What is required:
For each line in the data below that has the word "more", copy that line.

------ Data excerpts ------

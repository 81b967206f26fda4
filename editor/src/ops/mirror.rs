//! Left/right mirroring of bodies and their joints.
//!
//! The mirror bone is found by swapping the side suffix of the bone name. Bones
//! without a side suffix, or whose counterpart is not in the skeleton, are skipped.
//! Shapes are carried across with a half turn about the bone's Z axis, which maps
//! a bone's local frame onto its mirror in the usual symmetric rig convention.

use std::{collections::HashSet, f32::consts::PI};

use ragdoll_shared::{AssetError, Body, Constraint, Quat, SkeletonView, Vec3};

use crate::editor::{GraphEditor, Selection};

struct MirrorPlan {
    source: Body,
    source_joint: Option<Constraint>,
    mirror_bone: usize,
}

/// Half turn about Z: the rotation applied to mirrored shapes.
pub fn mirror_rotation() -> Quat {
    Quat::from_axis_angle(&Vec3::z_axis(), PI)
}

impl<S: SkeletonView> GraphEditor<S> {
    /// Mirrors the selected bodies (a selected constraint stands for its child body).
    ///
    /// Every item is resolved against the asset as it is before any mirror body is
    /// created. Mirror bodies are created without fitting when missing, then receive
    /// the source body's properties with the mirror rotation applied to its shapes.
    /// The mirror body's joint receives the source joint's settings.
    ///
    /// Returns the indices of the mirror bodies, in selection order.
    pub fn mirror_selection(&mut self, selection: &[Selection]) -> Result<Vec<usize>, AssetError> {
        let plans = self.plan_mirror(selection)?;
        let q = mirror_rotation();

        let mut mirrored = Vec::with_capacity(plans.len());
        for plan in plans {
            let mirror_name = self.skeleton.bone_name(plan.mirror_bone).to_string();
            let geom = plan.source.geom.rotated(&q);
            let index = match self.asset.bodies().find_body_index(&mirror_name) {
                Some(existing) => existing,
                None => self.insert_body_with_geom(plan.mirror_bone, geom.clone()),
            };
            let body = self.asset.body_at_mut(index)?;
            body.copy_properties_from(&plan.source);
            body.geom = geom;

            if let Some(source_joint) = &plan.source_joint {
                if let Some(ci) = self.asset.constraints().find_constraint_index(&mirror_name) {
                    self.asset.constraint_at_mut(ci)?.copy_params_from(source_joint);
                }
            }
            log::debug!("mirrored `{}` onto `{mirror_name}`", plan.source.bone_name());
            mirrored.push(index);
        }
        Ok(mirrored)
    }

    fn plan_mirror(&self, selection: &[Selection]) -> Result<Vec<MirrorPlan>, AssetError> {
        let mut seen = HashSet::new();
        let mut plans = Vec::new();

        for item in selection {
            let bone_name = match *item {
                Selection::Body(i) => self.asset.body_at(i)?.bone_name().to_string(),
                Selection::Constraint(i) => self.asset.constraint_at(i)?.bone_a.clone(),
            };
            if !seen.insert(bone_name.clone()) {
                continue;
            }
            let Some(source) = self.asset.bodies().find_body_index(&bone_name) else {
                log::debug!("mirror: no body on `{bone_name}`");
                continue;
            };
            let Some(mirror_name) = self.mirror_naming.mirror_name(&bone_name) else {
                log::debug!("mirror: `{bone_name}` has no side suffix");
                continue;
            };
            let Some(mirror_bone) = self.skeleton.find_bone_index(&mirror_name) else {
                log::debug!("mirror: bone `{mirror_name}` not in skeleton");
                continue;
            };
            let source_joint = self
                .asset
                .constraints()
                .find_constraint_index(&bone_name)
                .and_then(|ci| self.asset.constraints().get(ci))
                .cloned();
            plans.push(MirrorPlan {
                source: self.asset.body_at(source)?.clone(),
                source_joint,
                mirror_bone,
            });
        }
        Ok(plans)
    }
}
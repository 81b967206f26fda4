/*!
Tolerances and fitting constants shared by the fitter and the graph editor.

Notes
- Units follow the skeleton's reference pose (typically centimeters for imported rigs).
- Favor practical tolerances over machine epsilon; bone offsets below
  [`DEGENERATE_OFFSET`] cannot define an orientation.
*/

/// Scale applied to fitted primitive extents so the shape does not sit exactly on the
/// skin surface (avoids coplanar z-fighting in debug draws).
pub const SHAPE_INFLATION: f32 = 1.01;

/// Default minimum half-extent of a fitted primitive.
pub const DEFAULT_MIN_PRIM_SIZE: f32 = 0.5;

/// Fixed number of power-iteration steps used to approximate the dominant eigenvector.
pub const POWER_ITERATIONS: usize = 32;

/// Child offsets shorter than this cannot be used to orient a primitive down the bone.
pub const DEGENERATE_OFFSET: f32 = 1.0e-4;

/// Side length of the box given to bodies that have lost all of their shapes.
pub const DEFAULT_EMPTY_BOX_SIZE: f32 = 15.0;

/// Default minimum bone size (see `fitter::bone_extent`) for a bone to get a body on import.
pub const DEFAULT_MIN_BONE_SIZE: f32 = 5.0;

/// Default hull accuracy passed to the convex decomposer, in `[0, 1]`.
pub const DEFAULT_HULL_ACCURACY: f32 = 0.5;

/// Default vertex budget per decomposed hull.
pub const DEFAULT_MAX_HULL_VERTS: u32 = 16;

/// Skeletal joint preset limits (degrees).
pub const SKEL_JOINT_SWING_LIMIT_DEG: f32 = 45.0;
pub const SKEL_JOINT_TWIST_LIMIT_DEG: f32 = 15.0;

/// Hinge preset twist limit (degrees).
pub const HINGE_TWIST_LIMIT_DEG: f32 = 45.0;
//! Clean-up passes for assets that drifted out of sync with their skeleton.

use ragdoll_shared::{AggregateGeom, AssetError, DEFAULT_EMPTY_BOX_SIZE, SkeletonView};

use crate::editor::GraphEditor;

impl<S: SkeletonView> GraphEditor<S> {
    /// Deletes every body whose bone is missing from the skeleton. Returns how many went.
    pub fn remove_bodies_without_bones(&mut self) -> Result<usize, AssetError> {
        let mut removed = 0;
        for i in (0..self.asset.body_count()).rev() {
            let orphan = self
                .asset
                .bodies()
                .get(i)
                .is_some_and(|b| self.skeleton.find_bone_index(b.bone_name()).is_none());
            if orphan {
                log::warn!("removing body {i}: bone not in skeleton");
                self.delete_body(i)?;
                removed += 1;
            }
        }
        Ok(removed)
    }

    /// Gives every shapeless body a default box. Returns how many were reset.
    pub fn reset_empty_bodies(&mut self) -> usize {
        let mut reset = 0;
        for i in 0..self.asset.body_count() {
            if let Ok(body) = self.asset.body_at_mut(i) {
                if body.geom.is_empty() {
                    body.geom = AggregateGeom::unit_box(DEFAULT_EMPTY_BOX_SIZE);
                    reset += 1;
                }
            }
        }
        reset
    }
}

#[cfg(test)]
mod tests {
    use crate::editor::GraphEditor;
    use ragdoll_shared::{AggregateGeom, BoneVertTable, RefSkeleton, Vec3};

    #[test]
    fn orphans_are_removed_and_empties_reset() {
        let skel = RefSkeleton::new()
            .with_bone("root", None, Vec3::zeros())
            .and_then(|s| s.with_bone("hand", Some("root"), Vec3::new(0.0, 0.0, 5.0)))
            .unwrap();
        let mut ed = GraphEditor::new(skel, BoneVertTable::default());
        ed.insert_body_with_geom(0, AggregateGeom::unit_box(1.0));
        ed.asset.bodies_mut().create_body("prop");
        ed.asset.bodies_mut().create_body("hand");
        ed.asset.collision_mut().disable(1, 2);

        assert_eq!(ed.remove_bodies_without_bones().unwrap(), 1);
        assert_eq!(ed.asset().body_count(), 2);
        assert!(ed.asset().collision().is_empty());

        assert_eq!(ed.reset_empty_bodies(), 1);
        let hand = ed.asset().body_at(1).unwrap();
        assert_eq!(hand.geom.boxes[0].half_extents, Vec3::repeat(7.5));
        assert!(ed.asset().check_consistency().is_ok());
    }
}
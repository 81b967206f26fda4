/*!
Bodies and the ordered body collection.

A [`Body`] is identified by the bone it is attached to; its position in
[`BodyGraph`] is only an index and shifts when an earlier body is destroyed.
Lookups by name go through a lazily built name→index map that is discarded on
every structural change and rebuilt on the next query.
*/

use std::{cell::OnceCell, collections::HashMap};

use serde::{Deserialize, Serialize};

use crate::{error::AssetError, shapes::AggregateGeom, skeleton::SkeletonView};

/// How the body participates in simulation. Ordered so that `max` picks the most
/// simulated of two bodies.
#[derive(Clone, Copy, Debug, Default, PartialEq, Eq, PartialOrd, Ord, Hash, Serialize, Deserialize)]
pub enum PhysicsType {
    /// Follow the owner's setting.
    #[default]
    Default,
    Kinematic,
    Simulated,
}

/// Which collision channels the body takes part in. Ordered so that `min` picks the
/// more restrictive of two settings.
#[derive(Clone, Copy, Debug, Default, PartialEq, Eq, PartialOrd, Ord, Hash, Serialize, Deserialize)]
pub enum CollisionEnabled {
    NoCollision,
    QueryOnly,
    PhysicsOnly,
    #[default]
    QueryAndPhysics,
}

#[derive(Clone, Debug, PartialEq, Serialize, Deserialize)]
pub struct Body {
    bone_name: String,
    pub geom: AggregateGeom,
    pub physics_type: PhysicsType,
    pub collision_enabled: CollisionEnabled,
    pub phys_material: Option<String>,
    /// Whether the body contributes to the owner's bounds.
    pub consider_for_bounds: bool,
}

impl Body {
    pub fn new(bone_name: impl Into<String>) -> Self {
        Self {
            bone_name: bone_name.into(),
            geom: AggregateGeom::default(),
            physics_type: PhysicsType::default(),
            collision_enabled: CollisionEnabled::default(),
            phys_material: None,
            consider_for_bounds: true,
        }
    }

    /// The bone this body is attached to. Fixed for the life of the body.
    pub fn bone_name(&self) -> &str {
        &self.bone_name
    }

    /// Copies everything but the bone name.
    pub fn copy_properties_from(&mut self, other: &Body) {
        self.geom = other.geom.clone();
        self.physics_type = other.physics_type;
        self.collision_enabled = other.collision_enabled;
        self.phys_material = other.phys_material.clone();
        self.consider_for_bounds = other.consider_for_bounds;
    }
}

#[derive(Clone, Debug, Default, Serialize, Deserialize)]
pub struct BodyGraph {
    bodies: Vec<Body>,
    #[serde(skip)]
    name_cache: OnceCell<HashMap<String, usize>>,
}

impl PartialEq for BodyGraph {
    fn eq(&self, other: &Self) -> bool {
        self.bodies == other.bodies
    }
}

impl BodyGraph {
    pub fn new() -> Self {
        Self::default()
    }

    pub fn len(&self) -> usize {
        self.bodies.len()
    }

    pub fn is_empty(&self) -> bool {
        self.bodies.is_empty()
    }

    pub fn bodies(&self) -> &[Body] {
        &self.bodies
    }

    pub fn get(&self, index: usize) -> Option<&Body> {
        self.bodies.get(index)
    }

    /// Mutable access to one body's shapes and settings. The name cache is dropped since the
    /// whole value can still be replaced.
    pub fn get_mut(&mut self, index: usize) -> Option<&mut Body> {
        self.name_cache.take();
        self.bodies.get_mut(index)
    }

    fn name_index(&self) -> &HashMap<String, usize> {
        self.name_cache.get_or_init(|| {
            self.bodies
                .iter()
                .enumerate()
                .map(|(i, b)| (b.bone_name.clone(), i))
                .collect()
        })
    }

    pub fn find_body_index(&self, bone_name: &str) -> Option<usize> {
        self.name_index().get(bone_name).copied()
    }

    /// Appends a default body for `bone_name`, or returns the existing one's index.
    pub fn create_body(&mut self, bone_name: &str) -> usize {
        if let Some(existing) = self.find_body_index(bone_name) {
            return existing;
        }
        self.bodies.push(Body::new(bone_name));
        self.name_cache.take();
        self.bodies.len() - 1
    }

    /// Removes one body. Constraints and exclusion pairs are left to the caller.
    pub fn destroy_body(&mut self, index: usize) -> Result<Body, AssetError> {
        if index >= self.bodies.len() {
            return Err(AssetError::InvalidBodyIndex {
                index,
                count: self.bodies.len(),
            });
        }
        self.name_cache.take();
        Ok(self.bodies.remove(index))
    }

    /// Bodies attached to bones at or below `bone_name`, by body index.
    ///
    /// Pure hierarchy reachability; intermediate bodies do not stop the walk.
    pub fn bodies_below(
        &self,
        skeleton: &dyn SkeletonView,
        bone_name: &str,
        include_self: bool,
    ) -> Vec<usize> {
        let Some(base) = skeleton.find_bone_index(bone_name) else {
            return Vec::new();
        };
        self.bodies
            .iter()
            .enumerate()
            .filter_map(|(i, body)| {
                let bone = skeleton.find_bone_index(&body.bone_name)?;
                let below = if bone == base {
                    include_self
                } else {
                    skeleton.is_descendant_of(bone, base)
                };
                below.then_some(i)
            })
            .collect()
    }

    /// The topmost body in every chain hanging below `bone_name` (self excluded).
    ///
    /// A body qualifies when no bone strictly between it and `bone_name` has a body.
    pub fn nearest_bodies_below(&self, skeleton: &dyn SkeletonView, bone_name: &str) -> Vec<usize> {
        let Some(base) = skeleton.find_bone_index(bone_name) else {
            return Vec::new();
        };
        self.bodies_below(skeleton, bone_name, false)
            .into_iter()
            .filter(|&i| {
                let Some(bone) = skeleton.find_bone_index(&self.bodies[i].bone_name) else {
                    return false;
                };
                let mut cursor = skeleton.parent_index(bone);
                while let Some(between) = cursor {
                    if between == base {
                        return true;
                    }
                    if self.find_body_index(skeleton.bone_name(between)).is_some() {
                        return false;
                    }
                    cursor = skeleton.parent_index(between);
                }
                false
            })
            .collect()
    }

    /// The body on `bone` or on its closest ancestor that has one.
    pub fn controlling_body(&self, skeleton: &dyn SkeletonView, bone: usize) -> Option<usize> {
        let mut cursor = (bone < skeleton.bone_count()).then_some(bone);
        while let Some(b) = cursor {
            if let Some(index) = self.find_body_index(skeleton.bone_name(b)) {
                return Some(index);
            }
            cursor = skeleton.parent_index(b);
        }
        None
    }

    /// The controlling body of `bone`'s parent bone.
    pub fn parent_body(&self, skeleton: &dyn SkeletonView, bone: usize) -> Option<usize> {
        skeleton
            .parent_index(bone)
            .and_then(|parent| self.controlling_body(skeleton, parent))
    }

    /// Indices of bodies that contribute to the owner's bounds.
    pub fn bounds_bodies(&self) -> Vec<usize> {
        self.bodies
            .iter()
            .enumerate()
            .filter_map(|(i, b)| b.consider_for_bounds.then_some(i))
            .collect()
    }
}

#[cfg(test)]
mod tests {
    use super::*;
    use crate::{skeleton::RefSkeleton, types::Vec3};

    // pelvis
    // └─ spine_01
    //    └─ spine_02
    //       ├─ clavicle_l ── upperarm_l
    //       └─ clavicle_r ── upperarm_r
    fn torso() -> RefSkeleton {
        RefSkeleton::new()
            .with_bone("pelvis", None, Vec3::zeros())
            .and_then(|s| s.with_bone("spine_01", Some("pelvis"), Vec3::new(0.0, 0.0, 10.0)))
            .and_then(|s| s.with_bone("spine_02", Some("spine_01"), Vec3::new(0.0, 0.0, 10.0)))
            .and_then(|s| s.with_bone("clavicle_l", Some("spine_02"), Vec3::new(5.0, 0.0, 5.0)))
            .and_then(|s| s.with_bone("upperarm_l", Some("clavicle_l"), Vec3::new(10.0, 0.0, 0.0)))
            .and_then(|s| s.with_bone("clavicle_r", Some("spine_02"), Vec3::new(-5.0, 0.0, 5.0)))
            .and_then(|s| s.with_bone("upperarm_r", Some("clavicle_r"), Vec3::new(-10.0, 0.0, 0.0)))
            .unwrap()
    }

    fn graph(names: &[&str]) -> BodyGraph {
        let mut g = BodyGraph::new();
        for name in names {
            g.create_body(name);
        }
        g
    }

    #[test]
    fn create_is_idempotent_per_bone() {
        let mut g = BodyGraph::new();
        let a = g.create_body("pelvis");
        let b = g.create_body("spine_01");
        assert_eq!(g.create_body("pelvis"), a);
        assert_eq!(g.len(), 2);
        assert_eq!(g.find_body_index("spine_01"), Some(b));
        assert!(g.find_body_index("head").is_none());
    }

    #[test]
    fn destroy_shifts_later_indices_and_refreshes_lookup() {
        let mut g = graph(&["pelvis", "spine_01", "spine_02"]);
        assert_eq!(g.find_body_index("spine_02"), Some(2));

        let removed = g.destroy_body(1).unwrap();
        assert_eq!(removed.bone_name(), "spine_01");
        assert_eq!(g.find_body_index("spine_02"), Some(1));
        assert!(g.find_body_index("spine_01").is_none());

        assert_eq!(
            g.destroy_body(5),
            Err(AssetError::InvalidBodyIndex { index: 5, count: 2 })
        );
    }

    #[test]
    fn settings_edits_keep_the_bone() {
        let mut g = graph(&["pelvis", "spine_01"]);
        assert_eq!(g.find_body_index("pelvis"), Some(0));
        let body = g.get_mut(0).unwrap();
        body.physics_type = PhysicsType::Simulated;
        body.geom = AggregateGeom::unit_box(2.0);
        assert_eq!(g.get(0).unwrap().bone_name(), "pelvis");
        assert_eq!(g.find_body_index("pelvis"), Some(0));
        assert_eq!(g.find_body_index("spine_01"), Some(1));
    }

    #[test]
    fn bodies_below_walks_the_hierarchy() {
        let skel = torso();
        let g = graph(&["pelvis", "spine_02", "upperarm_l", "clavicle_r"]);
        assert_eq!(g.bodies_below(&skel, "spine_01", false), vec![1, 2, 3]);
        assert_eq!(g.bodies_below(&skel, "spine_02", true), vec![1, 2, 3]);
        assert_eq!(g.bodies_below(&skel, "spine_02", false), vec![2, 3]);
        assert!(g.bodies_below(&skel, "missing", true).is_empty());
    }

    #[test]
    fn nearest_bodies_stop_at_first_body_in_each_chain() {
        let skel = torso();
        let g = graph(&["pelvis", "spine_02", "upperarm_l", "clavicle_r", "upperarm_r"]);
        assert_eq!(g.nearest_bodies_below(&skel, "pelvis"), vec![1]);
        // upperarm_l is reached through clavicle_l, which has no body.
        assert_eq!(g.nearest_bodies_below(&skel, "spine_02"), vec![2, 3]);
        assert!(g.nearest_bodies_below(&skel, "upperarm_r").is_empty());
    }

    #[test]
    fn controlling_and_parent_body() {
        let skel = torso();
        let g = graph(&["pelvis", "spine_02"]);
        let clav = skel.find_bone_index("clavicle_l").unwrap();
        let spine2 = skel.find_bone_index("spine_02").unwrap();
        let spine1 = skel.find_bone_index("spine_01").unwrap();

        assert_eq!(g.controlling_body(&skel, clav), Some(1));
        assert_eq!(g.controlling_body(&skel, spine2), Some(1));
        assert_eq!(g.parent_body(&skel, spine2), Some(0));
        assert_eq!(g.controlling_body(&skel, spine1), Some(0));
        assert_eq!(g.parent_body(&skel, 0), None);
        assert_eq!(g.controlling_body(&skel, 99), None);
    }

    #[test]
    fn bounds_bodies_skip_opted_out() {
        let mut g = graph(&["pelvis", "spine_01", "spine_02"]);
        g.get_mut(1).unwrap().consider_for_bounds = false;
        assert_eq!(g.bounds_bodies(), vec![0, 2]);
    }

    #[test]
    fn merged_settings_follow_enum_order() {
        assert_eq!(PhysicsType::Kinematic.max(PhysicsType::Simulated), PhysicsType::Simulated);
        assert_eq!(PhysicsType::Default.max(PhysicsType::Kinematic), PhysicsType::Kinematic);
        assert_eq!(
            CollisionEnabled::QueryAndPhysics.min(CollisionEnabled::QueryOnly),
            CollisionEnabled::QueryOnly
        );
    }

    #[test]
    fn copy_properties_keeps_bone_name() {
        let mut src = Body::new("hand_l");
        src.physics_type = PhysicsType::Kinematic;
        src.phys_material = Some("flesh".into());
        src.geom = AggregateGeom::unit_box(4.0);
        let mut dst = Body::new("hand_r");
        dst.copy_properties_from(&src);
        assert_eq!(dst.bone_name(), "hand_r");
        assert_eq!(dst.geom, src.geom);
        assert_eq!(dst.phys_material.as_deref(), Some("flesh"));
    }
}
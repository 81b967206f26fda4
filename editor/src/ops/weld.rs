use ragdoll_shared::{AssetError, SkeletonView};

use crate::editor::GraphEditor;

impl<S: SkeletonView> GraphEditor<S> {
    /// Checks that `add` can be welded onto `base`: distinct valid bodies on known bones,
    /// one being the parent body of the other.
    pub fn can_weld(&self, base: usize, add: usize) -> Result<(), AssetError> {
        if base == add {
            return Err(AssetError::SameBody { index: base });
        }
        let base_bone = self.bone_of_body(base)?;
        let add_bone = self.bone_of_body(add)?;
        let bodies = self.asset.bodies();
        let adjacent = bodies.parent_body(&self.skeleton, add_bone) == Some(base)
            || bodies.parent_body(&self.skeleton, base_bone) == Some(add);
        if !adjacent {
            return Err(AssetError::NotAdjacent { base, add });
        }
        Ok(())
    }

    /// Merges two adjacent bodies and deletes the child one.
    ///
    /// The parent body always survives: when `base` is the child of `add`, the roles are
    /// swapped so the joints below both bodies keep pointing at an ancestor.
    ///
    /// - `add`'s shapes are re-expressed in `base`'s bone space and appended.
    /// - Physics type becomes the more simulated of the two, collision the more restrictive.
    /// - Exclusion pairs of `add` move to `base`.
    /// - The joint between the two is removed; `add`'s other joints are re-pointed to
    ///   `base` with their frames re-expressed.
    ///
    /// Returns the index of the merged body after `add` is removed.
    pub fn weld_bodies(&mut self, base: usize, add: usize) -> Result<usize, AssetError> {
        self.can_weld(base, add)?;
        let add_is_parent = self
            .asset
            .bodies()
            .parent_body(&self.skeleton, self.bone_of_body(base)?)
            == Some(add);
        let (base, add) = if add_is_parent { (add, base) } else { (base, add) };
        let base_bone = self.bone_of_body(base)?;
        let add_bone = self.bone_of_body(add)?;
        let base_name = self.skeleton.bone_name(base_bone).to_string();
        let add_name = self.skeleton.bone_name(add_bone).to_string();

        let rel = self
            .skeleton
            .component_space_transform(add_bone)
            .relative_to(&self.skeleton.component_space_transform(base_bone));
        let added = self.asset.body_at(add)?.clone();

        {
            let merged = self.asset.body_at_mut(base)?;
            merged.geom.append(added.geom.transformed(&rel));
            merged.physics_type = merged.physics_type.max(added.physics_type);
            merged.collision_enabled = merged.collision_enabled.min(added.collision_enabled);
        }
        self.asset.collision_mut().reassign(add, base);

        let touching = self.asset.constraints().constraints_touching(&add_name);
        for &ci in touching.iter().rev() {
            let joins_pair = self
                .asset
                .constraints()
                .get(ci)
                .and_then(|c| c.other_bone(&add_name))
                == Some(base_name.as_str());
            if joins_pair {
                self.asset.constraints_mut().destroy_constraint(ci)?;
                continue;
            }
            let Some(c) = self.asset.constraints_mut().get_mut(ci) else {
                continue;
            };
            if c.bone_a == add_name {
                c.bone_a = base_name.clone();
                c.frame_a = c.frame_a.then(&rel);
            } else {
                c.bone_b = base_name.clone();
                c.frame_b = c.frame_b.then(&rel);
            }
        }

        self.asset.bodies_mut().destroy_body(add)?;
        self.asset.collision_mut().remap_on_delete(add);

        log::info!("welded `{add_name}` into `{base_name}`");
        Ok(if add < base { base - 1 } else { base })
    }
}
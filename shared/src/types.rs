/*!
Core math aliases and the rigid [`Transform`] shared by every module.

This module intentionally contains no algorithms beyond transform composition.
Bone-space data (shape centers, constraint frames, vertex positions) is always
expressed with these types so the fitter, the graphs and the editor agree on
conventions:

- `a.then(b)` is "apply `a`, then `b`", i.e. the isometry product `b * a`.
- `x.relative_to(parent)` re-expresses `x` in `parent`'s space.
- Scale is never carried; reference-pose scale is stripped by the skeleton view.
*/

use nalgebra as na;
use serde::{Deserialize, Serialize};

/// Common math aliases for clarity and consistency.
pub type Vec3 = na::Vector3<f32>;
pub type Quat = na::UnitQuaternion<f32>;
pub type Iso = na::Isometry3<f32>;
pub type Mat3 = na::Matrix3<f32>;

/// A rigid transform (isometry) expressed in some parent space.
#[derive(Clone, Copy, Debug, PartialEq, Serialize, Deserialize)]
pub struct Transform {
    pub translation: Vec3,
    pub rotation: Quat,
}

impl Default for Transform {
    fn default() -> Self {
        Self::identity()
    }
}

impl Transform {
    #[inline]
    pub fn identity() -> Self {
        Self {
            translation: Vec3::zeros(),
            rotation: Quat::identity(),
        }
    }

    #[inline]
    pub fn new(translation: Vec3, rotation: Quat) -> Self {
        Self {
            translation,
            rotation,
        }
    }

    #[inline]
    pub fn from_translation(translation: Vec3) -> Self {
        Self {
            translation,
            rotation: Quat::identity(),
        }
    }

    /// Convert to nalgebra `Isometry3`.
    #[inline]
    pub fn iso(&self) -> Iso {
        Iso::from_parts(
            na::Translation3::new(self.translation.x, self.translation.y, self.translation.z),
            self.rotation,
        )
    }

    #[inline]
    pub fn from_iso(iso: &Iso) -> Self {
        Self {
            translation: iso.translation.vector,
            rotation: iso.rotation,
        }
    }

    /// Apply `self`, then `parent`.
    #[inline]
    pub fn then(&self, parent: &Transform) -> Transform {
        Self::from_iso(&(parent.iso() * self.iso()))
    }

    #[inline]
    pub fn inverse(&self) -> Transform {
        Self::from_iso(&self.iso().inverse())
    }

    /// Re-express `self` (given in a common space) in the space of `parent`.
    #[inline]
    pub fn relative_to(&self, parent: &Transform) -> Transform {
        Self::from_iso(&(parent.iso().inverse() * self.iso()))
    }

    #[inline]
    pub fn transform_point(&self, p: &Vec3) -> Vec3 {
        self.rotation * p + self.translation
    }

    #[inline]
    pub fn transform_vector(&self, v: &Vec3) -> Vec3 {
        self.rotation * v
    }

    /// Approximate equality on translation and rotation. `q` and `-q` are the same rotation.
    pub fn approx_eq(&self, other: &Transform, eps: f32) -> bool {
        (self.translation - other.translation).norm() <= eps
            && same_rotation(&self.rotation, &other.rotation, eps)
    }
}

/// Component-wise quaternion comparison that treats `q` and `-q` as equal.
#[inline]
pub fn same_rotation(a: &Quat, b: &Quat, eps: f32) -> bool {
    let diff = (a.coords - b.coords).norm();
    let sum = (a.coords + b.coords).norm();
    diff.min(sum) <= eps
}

------

Response to the exercise:
/// more restrictive of two settings.
    /// - Physics type becomes the more simulated of the two, collision the more restrictive.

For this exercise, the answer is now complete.